【特集】1940年6月にエストニアで何が起きたのか(Part.3)
1940年6月14日早朝、ソ連外相モロトフはリトアニア外相ウルブシィスに対し最後通牒を突き付けた。リトアニア政府が同国駐留ソ連軍に対し陰謀を企てているという内容で、リトアニア内務大臣と公安警察長官の逮捕を要求し、ソ連軍に対する無制限のリトアニア駐留を要求するものだった。同日午前3時、リトアニア政府はソ連の最後通牒受け入れを表明し、ソ連軍は国境から同国への進駐を開始した。
翌6月15日午前3時、ソ連・ラトビア国境で2つの事件が起きた。
マスレンキ(Maslenki)のラトビア国境警備隊旅団の第2警備隊詰所が越境してきたソ連国境警備隊によって襲撃された。詰所は焼き払われ、ラトビア国境警備隊指揮官とその妻、そして警備隊員1名が詰所裏100m先で背中から撃たれた状態で遺体で発見された。同時刻、シュマイリ(Smaili)のソ連・ラトビア国境でも同様の事件が起きており、15名のソ連国境警備隊員がラトビア側詰所を襲撃し、占拠した。
この2つの事件によって、ラトビア側では3名が死亡、2名が負傷、ラトビア国境警備隊関係者12名と27名の民間人がソ連国境警備隊によってソ連領内に連れ去られた。同日、ソ連・リトアニア国境においても、同様の事件が起きていたが、すでに前日の最後通牒受け入れによって、この事件の影響は搔き消されており、ラトビア国内においてもマスレンキ、シュマイリ両事件に関する報道は為されなかった。
6月16日、ソ連政府はラトビア政府に対しても最後通牒を発し、ラトビアを含むバルト三国が1939年12月※と1940年2月に秘密会議を行い、対ソ陰謀を企てていたとして、これを1939年秋のラトビア・ソ連相互援助条約への違反と見なし、無制限のソ連軍進駐を求める内容だった。同日午後10時、モスクワ駐在ラトビア大使はラトビア政府によるソ連の最後通牒受け入れを表明した。
※1939年12月10日、エストニアの首都タリンで、バルト三国相互協力のための連絡事務所が設立された件とされている。「バルト三国間での反ソ陰謀」は、ソ連政府による完全な言いがかりであった。
同日にはエストニア政府もソ連政府から同様の最後通牒を受け取った。更に10万名のソ連軍の同国への進駐を認め、親ソ連的な新政府の樹立を要求するものだった。エストニア政府もこの最後通牒を受け入れざるを得ず、6月16日、ついにソ連軍が国境を越えてエストニアへの進駐を開始。
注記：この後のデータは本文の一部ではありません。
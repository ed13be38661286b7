use std::collections::HashMap;
use std::sync::{Arc, Condvar, Mutex};

use tracing::debug;

use crate::classpath::ClassIndex;
use crate::decode::{Ins, decode_method};
use crate::element::{Constant, Element, MethodIdentifier};
use crate::ir::MemberRef;
use crate::signature::parse_method_type;

/// The effect of invoking a method: a hand-written summary for the
/// well-known response-builder and string APIs, an interpreted summary
/// holding the callee's decoded instruction stream, or nothing at all.
#[derive(Clone, Debug)]
pub(crate) enum Summary {
    Known(Known),
    Interpreted(Arc<Vec<Ins>>),
    Opaque,
}

/// Hand-written behaviors for well-known API methods.
#[derive(Clone, Copy, Debug, PartialEq, Eq)]
pub(crate) enum Known {
    /// `Response.status(int)` / `Response.status(Status)`.
    CreateStatus,
    /// Response shortcut with a fixed status, optionally binding the first
    /// argument as the entity (`ok(Object)`, `accepted(Object)`).
    Create { status: u16, entity: bool },
    /// `ResponseBuilder.entity(Object)` binds the body type.
    BuilderEntity,
    /// `ResponseBuilder.header(String, Object)` records a header name.
    BuilderHeader,
    /// `ResponseBuilder.build()` produces the response value.
    BuilderBuild,
    /// Remaining builder methods return the receiver unchanged.
    BuilderPassthrough,
    /// `Status.getStatusCode()` exposes the numeric code.
    StatusGetCode,
    /// `WebApplicationException(int)` / `(Response)` constructors attach
    /// response state to the receiver, which a later `THROW` surfaces.
    WebApplicationInit,
    /// `String.concat` and `StringBuilder.append`.
    Concat,
    /// `StringBuilder.toString()` / `StringBuffer.toString()`.
    BuilderToString,
    /// `String.valueOf(..)`.
    ValueOf,
}

pub(crate) fn is_response_class(name: &str) -> bool {
    matches!(name, "javax.ws.rs.core.Response" | "jakarta.ws.rs.core.Response")
}

pub(crate) fn is_response_builder(name: &str) -> bool {
    matches!(
        name,
        "javax.ws.rs.core.Response$ResponseBuilder" | "jakarta.ws.rs.core.Response$ResponseBuilder"
    )
}

pub(crate) fn is_status_enum(name: &str) -> bool {
    matches!(
        name,
        "javax.ws.rs.core.Response$Status" | "jakarta.ws.rs.core.Response$Status"
    )
}

fn is_web_application_exception(name: &str) -> bool {
    name == "javax.ws.rs.WebApplicationException" || name == "jakarta.ws.rs.WebApplicationException"
}

/// Numeric codes of the `Response.Status` enum constants.
pub(crate) fn status_code(constant: &str) -> Option<u16> {
    let code = match constant {
        "OK" => 200,
        "CREATED" => 201,
        "ACCEPTED" => 202,
        "NO_CONTENT" => 204,
        "RESET_CONTENT" => 205,
        "PARTIAL_CONTENT" => 206,
        "MOVED_PERMANENTLY" => 301,
        "FOUND" => 302,
        "SEE_OTHER" => 303,
        "NOT_MODIFIED" => 304,
        "TEMPORARY_REDIRECT" => 307,
        "BAD_REQUEST" => 400,
        "UNAUTHORIZED" => 401,
        "PAYMENT_REQUIRED" => 402,
        "FORBIDDEN" => 403,
        "NOT_FOUND" => 404,
        "METHOD_NOT_ALLOWED" => 405,
        "NOT_ACCEPTABLE" => 406,
        "PROXY_AUTHENTICATION_REQUIRED" => 407,
        "REQUEST_TIMEOUT" => 408,
        "CONFLICT" => 409,
        "GONE" => 410,
        "LENGTH_REQUIRED" => 411,
        "PRECONDITION_FAILED" => 412,
        "REQUEST_ENTITY_TOO_LARGE" => 413,
        "REQUEST_URI_TOO_LONG" => 414,
        "UNSUPPORTED_MEDIA_TYPE" => 415,
        "REQUESTED_RANGE_NOT_SATISFIABLE" => 416,
        "EXPECTATION_FAILED" => 417,
        "INTERNAL_SERVER_ERROR" => 500,
        "NOT_IMPLEMENTED" => 501,
        "BAD_GATEWAY" => 502,
        "SERVICE_UNAVAILABLE" => 503,
        "GATEWAY_TIMEOUT" => 504,
        "HTTP_VERSION_NOT_SUPPORTED" => 505,
        _ => return None,
    };
    Some(code)
}

/// Media-type strings behind the `MediaType` string constants.
fn media_constant(name: &str) -> Option<&'static str> {
    let value = match name {
        "APPLICATION_JSON" => "application/json",
        "APPLICATION_XML" => "application/xml",
        "APPLICATION_ATOM_XML" => "application/atom+xml",
        "APPLICATION_SVG_XML" => "application/svg+xml",
        "APPLICATION_XHTML_XML" => "application/xhtml+xml",
        "APPLICATION_OCTET_STREAM" => "application/octet-stream",
        "APPLICATION_FORM_URLENCODED" => "application/x-www-form-urlencoded",
        "MULTIPART_FORM_DATA" => "multipart/form-data",
        "TEXT_PLAIN" => "text/plain",
        "TEXT_XML" => "text/xml",
        "TEXT_HTML" => "text/html",
        "WILDCARD" => "*/*",
        _ => return None,
    };
    Some(value)
}

/// Resolve the abstract value of a static field read, table-driven for the
/// `Response.Status` and `MediaType` constants.
pub(crate) fn well_known_static(field: &MemberRef, declared_type: &str) -> Option<Element> {
    if is_status_enum(&field.owner) {
        let code = status_code(&field.name)?;
        let mut element = Element::of_type(declared_type);
        element.add_value(Constant::Int(code as i64));
        return Some(element);
    }
    if matches!(
        field.owner.as_str(),
        "javax.ws.rs.core.MediaType" | "jakarta.ws.rs.core.MediaType"
    ) {
        let value = media_constant(&field.name)?;
        let mut element = Element::of_type(declared_type);
        element.add_value(Constant::Str(value.to_string()));
        return Some(element);
    }
    None
}

/// Hand-written summary lookup for the well-known APIs.
pub(crate) fn known_summary(id: &MethodIdentifier) -> Option<Known> {
    if is_response_class(&id.owner) && id.is_static {
        let known = match id.name.as_str() {
            "status" => Known::CreateStatus,
            "ok" => Known::Create {
                status: 200,
                entity: !id.parameters.is_empty(),
            },
            "noContent" => Known::Create {
                status: 204,
                entity: false,
            },
            "created" => Known::Create {
                status: 201,
                entity: false,
            },
            "accepted" => Known::Create {
                status: 202,
                entity: !id.parameters.is_empty(),
            },
            "serverError" => Known::Create {
                status: 500,
                entity: false,
            },
            "notAcceptable" => Known::Create {
                status: 406,
                entity: false,
            },
            "seeOther" => Known::Create {
                status: 303,
                entity: false,
            },
            "temporaryRedirect" => Known::Create {
                status: 307,
                entity: false,
            },
            "notModified" => Known::Create {
                status: 304,
                entity: false,
            },
            _ => return None,
        };
        return Some(known);
    }
    if is_response_builder(&id.owner) {
        let known = match id.name.as_str() {
            "entity" => Known::BuilderEntity,
            "header" => Known::BuilderHeader,
            "build" => Known::BuilderBuild,
            _ if is_response_builder(&id.return_type.name) => Known::BuilderPassthrough,
            _ => return None,
        };
        return Some(known);
    }
    if is_status_enum(&id.owner) && id.name == "getStatusCode" {
        return Some(Known::StatusGetCode);
    }
    if is_web_application_exception(&id.owner) && id.name == "<init>" {
        return Some(Known::WebApplicationInit);
    }
    match (id.owner.as_str(), id.name.as_str()) {
        ("java.lang.String", "concat") => Some(Known::Concat),
        ("java.lang.String", "valueOf") => Some(Known::ValueOf),
        ("java.lang.StringBuilder" | "java.lang.StringBuffer", "append") => Some(Known::Concat),
        ("java.lang.StringBuilder" | "java.lang.StringBuffer", "toString") => {
            Some(Known::BuilderToString)
        }
        _ => None,
    }
}

/// Summary entry states for cooperative computation.
enum Entry {
    Computing,
    Ready(Summary),
}

/// Process-wide registry of method summaries, shared across workers.
/// Interpreted summaries are computed once and never invalidated; two
/// workers asking for the same missing summary cooperate through the
/// condvar.
pub(crate) struct MethodPool {
    entries: Mutex<HashMap<MethodIdentifier, Entry>>,
    ready: Condvar,
}

impl MethodPool {
    pub(crate) fn new() -> Self {
        Self {
            entries: Mutex::new(HashMap::new()),
            ready: Condvar::new(),
        }
    }

    /// Look up or lazily compute the summary for `id`. `may_wait` is false
    /// when the caller is itself inside a recursive simulation, in which
    /// case a summary under computation elsewhere degrades to `Opaque`
    /// rather than risking a cross-worker cycle.
    pub(crate) fn summary(&self, id: &MethodIdentifier, index: &ClassIndex, may_wait: bool) -> Summary {
        if let Some(known) = known_summary(id) {
            return Summary::Known(known);
        }

        {
            let mut guard = self.entries.lock().expect("method pool poisoned");
            loop {
                match guard.get(id) {
                    Some(Entry::Ready(summary)) => return summary.clone(),
                    Some(Entry::Computing) => {
                        if !may_wait {
                            debug!("summary of {}.{} in flight elsewhere; degrading", id.owner, id.name);
                            return Summary::Opaque;
                        }
                        guard = self.ready.wait(guard).expect("method pool poisoned");
                    }
                    None => {
                        guard.insert(id.clone(), Entry::Computing);
                        break;
                    }
                }
            }
        }

        let summary = compute_summary(id, index);
        let mut guard = self.entries.lock().expect("method pool poisoned");
        guard.insert(id.clone(), Entry::Ready(summary.clone()));
        self.ready.notify_all();
        summary
    }
}

fn compute_summary(id: &MethodIdentifier, index: &ClassIndex) -> Summary {
    let mut owner = id.owner.clone();
    // Inherited methods resolve against the superclass chain.
    loop {
        let Some(class) = index.find(&owner) else {
            debug!("no summary for {}.{}: class not resolvable", id.owner, id.name);
            return Summary::Opaque;
        };
        for method in &class.methods {
            if method.name != id.name {
                continue;
            }
            let Ok((parameters, _)) = parse_method_type(&method.descriptor) else {
                continue;
            };
            if parameters != id.parameters {
                continue;
            }
            if method.bytecode.is_empty() {
                return Summary::Opaque;
            }
            return Summary::Interpreted(Arc::new(decode_method(class, method)));
        }
        match &class.super_name {
            Some(super_name) if super_name != "java.lang.Object" => {
                owner = super_name.clone();
            }
            _ => {
                debug!("no summary for {}.{}: method not found", id.owner, id.name);
                return Summary::Opaque;
            }
        }
    }
}
fn read_fields(
    reader: &PoolReader<'_>,
    fields: &[jclassfile::fields::FieldInfo],
) -> Result<Vec<Field>> {
    fields
        .iter()
        .map(|field| {
            let flags = field.access_flags().bits();
            Ok(Field {
                name: reader.utf8(field.name_index()).context("resolve field name")?,
                descriptor: reader
                    .utf8(field.descriptor_index())
                    .context("resolve field descriptor")?,
                signature: generic_signature(reader, field.attributes()),
                access: FieldAccess {
                    is_public: flags & ACC_PUBLIC != 0,
                    is_static: flags & ACC_STATIC != 0,
                    is_transient: flags & ACC_TRANSIENT != 0,
                },
                annotations: annotations_of(reader, field.attributes()),
            })
        })
        .collect()
}

fn read_methods(
    reader: &PoolReader<'_>,
    methods: &[jclassfile::methods::MethodInfo],
) -> Result<Vec<Method>> {
    methods
        .iter()
        .map(|method| {
            let flags = method.access_flags().bits();
            let mut bytecode = Vec::new();
            let mut local_types = BTreeMap::new();
            for attribute in method.attributes() {
                if let Attribute::Code {
                    code, attributes, ..
                } = attribute
                {
                    bytecode = code.clone();
                    local_types = slot_descriptors(reader, attributes);
                }
            }
            Ok(Method {
                name: reader.utf8(method.name_index()).context("resolve method name")?,
                descriptor: reader
                    .utf8(method.descriptor_index())
                    .context("resolve method descriptor")?,
                signature: generic_signature(reader, method.attributes()),
                access: MethodAccess {
                    is_public: flags & ACC_PUBLIC != 0,
                    is_static: flags & ACC_STATIC != 0,
                    is_abstract: flags & ACC_ABSTRACT != 0,
                    is_synthetic: flags & ACC_SYNTHETIC != 0,
                },
                annotations: annotations_of(reader, method.attributes()),
                parameter_annotations: per_parameter_annotations(reader, method.attributes()),
                bytecode,
                local_types,
            })
        })
        .collect()
}

fn generic_signature(reader: &PoolReader<'_>, attributes: &[Attribute]) -> Option<String> {
    attributes.iter().find_map(|attribute| match attribute {
        Attribute::Signature { signature_index } => reader.utf8(*signature_index).ok(),
        _ => None,
    })
}

fn slot_descriptors(reader: &PoolReader<'_>, attributes: &[Attribute]) -> BTreeMap<u16, String> {
    let mut descriptors = BTreeMap::new();
    for attribute in attributes {
        let Attribute::LocalVariableTable {
            local_variable_table,
        } = attribute
        else {
            continue;
        };
        for local in local_variable_table {
            if let Ok(descriptor) = reader.utf8(local.descriptor_index()) {
                descriptors.entry(local.index()).or_insert(descriptor);
            }
        }
    }
    descriptors
}

fn annotations_of(reader: &PoolReader<'_>, attributes: &[Attribute]) -> Vec<AnnotationUse> {
    attributes
        .iter()
        .find_map(|attribute| match attribute {
            Attribute::RuntimeVisibleAnnotations { annotations, .. } => Some(
                annotations
                    .iter()
                    .filter_map(|annotation| read_annotation(reader, annotation))
                    .collect(),
            ),
            _ => None,
        })
        .unwrap_or_default()
}

fn per_parameter_annotations(
    reader: &PoolReader<'_>,
    attributes: &[Attribute],
) -> Vec<Vec<AnnotationUse>> {
    attributes
        .iter()
        .find_map(|attribute| match attribute {
            Attribute::RuntimeVisibleParameterAnnotations {
                parameter_annotations,
            } => Some(
                parameter_annotations
                    .iter()
                    .map(|annotations| {
                        annotations
                            .iter()
                            .filter_map(|annotation| read_annotation(reader, annotation))
                            .collect()
                    })
                    .collect(),
            ),
            _ => None,
        })
        .unwrap_or_default()
}

fn read_annotation(reader: &PoolReader<'_>, annotation: &Annotation) -> Option<AnnotationUse> {
    let descriptor = reader.utf8(annotation.type_index()).ok()?;
    let type_name = type_name_of_descriptor(&descriptor)?;
    let mut values = BTreeMap::new();
    for pair in annotation.element_value_pairs() {
        let Ok(name) = reader.utf8(pair.element_name_index()) else {
            continue;
        };
        if let Some(value) = read_element_value(reader, pair.value()) {
            values.insert(name, value);
        }
    }
    Some(AnnotationUse { type_name, values })
}

fn type_name_of_descriptor(descriptor: &str) -> Option<String> {
    let internal = descriptor.strip_prefix('L')?.strip_suffix(';')?;
    Some(canonical(internal))
}

fn read_element_value(reader: &PoolReader<'_>, value: &ElementValue) -> Option<AnnotationValue> {
    match value {
        ElementValue::ConstValueIndex {
            tag,
            const_value_index,
        } => match tag {
            b's' => reader.utf8(*const_value_index).ok().map(AnnotationValue::Str),
            b'I' | b'S' | b'B' | b'C' => match reader.pool.get(*const_value_index as usize) {
                Some(ConstantPool::Integer { value }) => Some(AnnotationValue::Int(*value as i64)),
                _ => None,
            },
            b'J' => match reader.pool.get(*const_value_index as usize) {
                Some(ConstantPool::Long { value }) => Some(AnnotationValue::Int(*value)),
                _ => None,
            },
            b'Z' => match reader.pool.get(*const_value_index as usize) {
                Some(ConstantPool::Integer { value }) => Some(AnnotationValue::Bool(*value != 0)),
                _ => None,
            },
            _ => None,
        },
        ElementValue::EnumConstValue {
            type_name_index,
            const_name_index,
            ..
        } => {
            let descriptor = reader.utf8(*type_name_index).ok()?;
            Some(AnnotationValue::EnumConst {
                type_name: type_name_of_descriptor(&descriptor)?,
                constant: reader.utf8(*const_name_index).ok()?,
            })
        }
        ElementValue::ClassInfoIndex { class_info_index, .. } => {
            let descriptor = reader.utf8(*class_info_index).ok()?;
            let name = type_name_of_descriptor(&descriptor)
                .unwrap_or_else(|| canonical(descriptor.as_str()));
            Some(AnnotationValue::ClassRef(name))
        }
        ElementValue::ArrayValue { values, .. } => Some(AnnotationValue::List(
            values
                .iter()
                .filter_map(|value| read_element_value(reader, value))
                .collect(),
        )),
        _ => {
            debug!("ignoring unsupported annotation element value");
            None
        }
    }
}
翌17日にはソ連軍のラトビア進駐も始まった。
6月16日、エストニア国内に駐留するソ連軍25,000名が各駐屯地を発し、エストニア国内の各都市の制圧に乗り出した。東部国境からは更に90,000名、また海路で10,000名のソ連軍がエストニアに到着し、全土の支配を開始した。
一説によれば、ソ連軍がバルト三国占領に投じた兵力は300,000から500,000と言われており、バルト三国各国軍はもはや抵抗は無駄であると判断し、それぞれの政府や軍司令官から無抵抗の命令を受け取っていた。
ラトビアの首都リガには6月17日正午にソ連軍が無血入城し、それぞれの国の首都も間もなく制圧された。ソ連軍は政府機関庁舎、警察本部、通信施設などを占拠し、各国軍にはソ連軍の宿営のために駐屯地からの退去が求められた。